- ASSIGNED TASK -
Your task is to copy every entry exactly.

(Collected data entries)
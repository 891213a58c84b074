//! Scheduler adapter contract.
//!
//! The core does not own the memory-model mathematics. It defines the
//! input/output contract an algorithm must satisfy and persists
//! whatever state the adapter returns; the review-recording flow never
//! depends on the algorithm's internals, so adapters are swappable.

mod fsrs;

pub use self::fsrs::FsrsAdapter;

use chrono::{DateTime, Utc};

use crate::config::SchedulerParams;
use crate::error::DeckResult;
use crate::types::{Grade, MemoryPhase};

/// A reviewable's current memory state, taken from its latest snapshot.
#[derive(Debug, Clone, PartialEq)]
pub struct CurrentMemory {
    pub phase: MemoryPhase,
    pub stability: f32,
    pub difficulty: f32,
    /// Due timestamp of the latest snapshot.
    pub due: DateTime<Utc>,
    /// When the latest snapshot was taken (the previous review time).
    pub reviewed_at: DateTime<Utc>,
}

/// The memory state to persist as the next snapshot.
#[derive(Debug, Clone, PartialEq)]
pub struct NextMemory {
    pub phase: MemoryPhase,
    pub stability: f32,
    pub difficulty: f32,
    pub due: DateTime<Utc>,
}

/// Contract for a pluggable scheduling algorithm.
///
/// `current = None` means the reviewable has never been reviewed.
/// Implementations must be pure given their inputs apart from the
/// optional due-date fuzz.
pub trait SchedulerAdapter: Send + Sync {
    fn next_memory(
        &self,
        current: Option<&CurrentMemory>,
        grade: Grade,
        now: DateTime<Utc>,
        params: &SchedulerParams,
    ) -> DeckResult<NextMemory>;
}
//! In-memory adapters for tests and embedding applications.

mod publisher;

pub use publisher::{PublishedJob, RecordingJobPublisher};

- TASK RESPONSE -
repository 891213a58c84b074
//! Scheduler adapter contract.
//!
//! The core does not own the memory-model mathematics. It defines the
//! input/output contract an algorithm must satisfy and persists
//! whatever state the adapter returns; the review-recording flow never
//! depends on the algorithm's internals, so adapters are swappable.

mod fsrs;

pub use self::fsrs::FsrsAdapter;

use chrono::{DateTime, Utc};

use crate::config::SchedulerParams;
use crate::error::DeckResult;
use crate::types::{Grade, MemoryPhase};

/// A reviewable's current memory state, taken from its latest snapshot.
#[derive(Debug, Clone, PartialEq)]
pub struct CurrentMemory {
    pub phase: MemoryPhase,
    pub stability: f32,
    pub difficulty: f32,
    /// Due timestamp of the latest snapshot.
    pub due: DateTime<Utc>,
    /// When the latest snapshot was taken (the previous review time).
    pub reviewed_at: DateTime<Utc>,
}

/// The memory state to persist as the next snapshot.
#[derive(Debug, Clone, PartialEq)]
pub struct NextMemory {
    pub phase: MemoryPhase,
    pub stability: f32,
    pub difficulty: f32,
    pub due: DateTime<Utc>,
}

/// Contract for a pluggable scheduling algorithm.
///
/// `current = None` means the reviewable has never been reviewed.
/// Implementations must be pure given their inputs apart from the
/// optional due-date fuzz.
pub trait SchedulerAdapter: Send + Sync {
    fn next_memory(
        &self,
        current: Option<&CurrentMemory>,
        grade: Grade,
        now: DateTime<Utc>,
        params: &SchedulerParams,
    ) -> DeckResult<NextMemory>;
}
//! In-memory adapters for tests and embedding applications.

mod publisher;

pub use publisher::{PublishedJob, RecordingJobPublisher};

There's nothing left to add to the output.